Pattern 5 - OPA Policy as Code for Infrastructure

Open Policy Agent (OPA) evaluates infrastructure changes against policy rules before terraform apply runs. This is how you enforce organizational standards automatically - no manual review required for clear-cut violations.

# policies/terraform_policies.rego

package terraform_compliance

import rego.v1

# Policy 1: All resources must have required tags
required_tags := {"Team", "Environment", "ManagedBy", "CostCenter"}

deny contains msg if {
    resource := input.resource_changes[_]
    resource.change.actions[_] in {"create", "update"}
    resource.type != "random_id"    # Skip helper resources

    # Find which required tags are missing
    provided_tags := {k | resource.change.after.tags[k]}
    missing := required_tags - provided_tags
    count(missing) > 0

    msg := sprintf(
        "Resource '%s' (%s) is missing required tags: %v",
        [resource.address, resource.type, missing]
    )
}

# Policy 2: S3 buckets must not be public
deny contains msg if {
    resource := input.resource_changes[_]
    resource.type == "aws_s3_bucket_public_access_block"
    resource.change.actions[_] in {"create", "update"}

    not resource.change.after.block_public_acls == true

    msg := sprintf(
        "S3 bucket public access block '%s' must have block_public_acls = true",
        [resource.address]
    )
}

# Policy 3: RDS instances must have deletion protection in prod
deny contains msg if {
    resource := input.resource_changes[_]
    resource.type == "aws_db_instance"
    resource.change.actions[_] in {"create", "update"}

    resource.change.after.tags.Environment == "prod"
    not resource.change.after.deletion_protection == true

    msg := sprintf(
        "RDS instance '%s' in prod environment must have deletion_protection = true",
        [resource.address]
    )
}

# Policy 4: GPU instances must have a Team tag with a known team
approved_teams := {"fraud", "recommendations", "nlp", "cv", "platform"}

deny contains msg if {
    resource := input.resource_changes[_]
    resource.type == "aws_instance"
    resource.change.actions[_] in {"create", "update"}

    # Check if it's a GPU instance
    startswith(resource.change.after.instance_type, "p")

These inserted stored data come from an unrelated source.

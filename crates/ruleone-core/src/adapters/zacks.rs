use std::sync::LazyLock;

use regex::Regex;
use tracing::debug;

use super::Upstream;
use crate::data_source::{BoxFuture, FundamentalsSource, HealthStatus, SourceError};
use crate::http_client::HttpRequest;
use crate::{FragmentKind, FundamentalsFragment, GrowthEstimate, ProviderId, Symbol};

const ESTIMATES_URL: &str = "https://www.zacks.com/stock/quote";

/// Analyst five-year growth estimate scraped from the Zacks detailed
/// estimates page.
#[derive(Clone)]
pub struct ZacksGrowthSource {
    upstream: Upstream,
}

impl ZacksGrowthSource {
    pub fn new(upstream: Upstream) -> Self {
        Self { upstream }
    }

    async fn fetch_estimate(&self, symbol: &Symbol) -> Result<GrowthEstimate, SourceError> {
        let url = format!("{ESTIMATES_URL}/{symbol}/detailed-earning-estimates");
        let html = self.upstream.get_text(HttpRequest::get(url)).await?;

        let percent = next_five_years_estimate(&html).ok_or_else(|| {
            SourceError::not_found(format!("zacks page has no five-year estimate for {symbol}"))
        })?;
        debug!(%symbol, percent, "zacks growth estimate parsed");

        GrowthEstimate::new(ProviderId::Zacks, percent)
            .map_err(|error| SourceError::malformed(format!("zacks estimate rejected: {error}")))
    }
}

impl FundamentalsSource for ZacksGrowthSource {
    fn id(&self) -> ProviderId {
        ProviderId::Zacks
    }

    fn kind(&self) -> FragmentKind {
        FragmentKind::GrowthEstimate
    }

    fn fetch<'a>(
        &'a self,
        symbol: &'a Symbol,
    ) -> BoxFuture<'a, Result<FundamentalsFragment, SourceError>> {
        Box::pin(async move {
            self.fetch_estimate(symbol)
                .await
                .map(FundamentalsFragment::GrowthEstimate)
        })
    }

    fn health<'a>(&'a self) -> BoxFuture<'a, HealthStatus> {
        Box::pin(async move { self.upstream.health() })
    }
}

/// Matches the "Next 5 Years" label, skips the markup that closes its cell,
/// and captures the first decimal of the following text run.
static NEXT_FIVE_YEARS: LazyLock<Option<Regex>> = LazyLock::new(|| {
    Regex::new(r"Next 5 Years(?:\s|&nbsp;|<[^>]*>)*[^<\d]*(\d+\.?\d*)").ok()
});

fn next_five_years_estimate(html: &str) -> Option<f64> {
    NEXT_FIVE_YEARS
        .as_ref()?
        .captures_iter(html)
        .find_map(|captures| captures.get(1)?.as_str().parse().ok())
}
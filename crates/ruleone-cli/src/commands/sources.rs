use ruleone_core::MetricsService;
use serde::Serialize;

use crate::error::CliError;
use crate::output;

#[derive(Debug, Serialize)]
struct SourcesResponse {
    sources: Vec<ruleone_core::SourceStatus>,
}

pub async fn run(service: &MetricsService, pretty: bool) -> Result<(), CliError> {
    let sources = service.source_statuses().await;
    output::render(&SourcesResponse { sources }, pretty)
}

    team := resource.change.after.tags.Team
    not team in approved_teams

    msg := sprintf(
        "GPU instance '%s' has Team tag '%s' which is not in approved teams: %v",
        [resource.address, team, approved_teams]
    )
}

# Policy 5: ECR repositories must have image scanning enabled
deny contains msg if {
    resource := input.resource_changes[_]
    resource.type == "aws_ecr_repository"
    resource.change.actions[_] in {"create", "update"}

    not resource.change.after.image_scanning_configuration[0].scan_on_push == true

    msg := sprintf(
        "ECR repository '%s' must have scan_on_push = true",
        [resource.address]
    )
}

# Policy 6: Enforce encryption on all EBS volumes
deny contains msg if {
    resource := input.resource_changes[_]
    resource.type in {"aws_ebs_volume", "aws_instance"}
    resource.change.actions[_] in {"create", "update"}

    root_block := resource.change.after.root_block_device[_]
    not root_block.encrypted == true

    msg := sprintf(
        "Resource '%s' has unencrypted root EBS volume",
        [resource.address]
    )
}

# Run OPA check in CI before terraform apply
terraform show -json tfplan > plan.json

# Evaluate against policies
opa eval \
  --input plan.json \
  --data policies/terraform_policies.rego \
  --format pretty \
  "data.terraform_compliance.deny"

# Fail CI if any violations found
VIOLATIONS=$(opa eval --input plan.json --data policies/ \
  --format raw "count(data.terraform_compliance.deny)")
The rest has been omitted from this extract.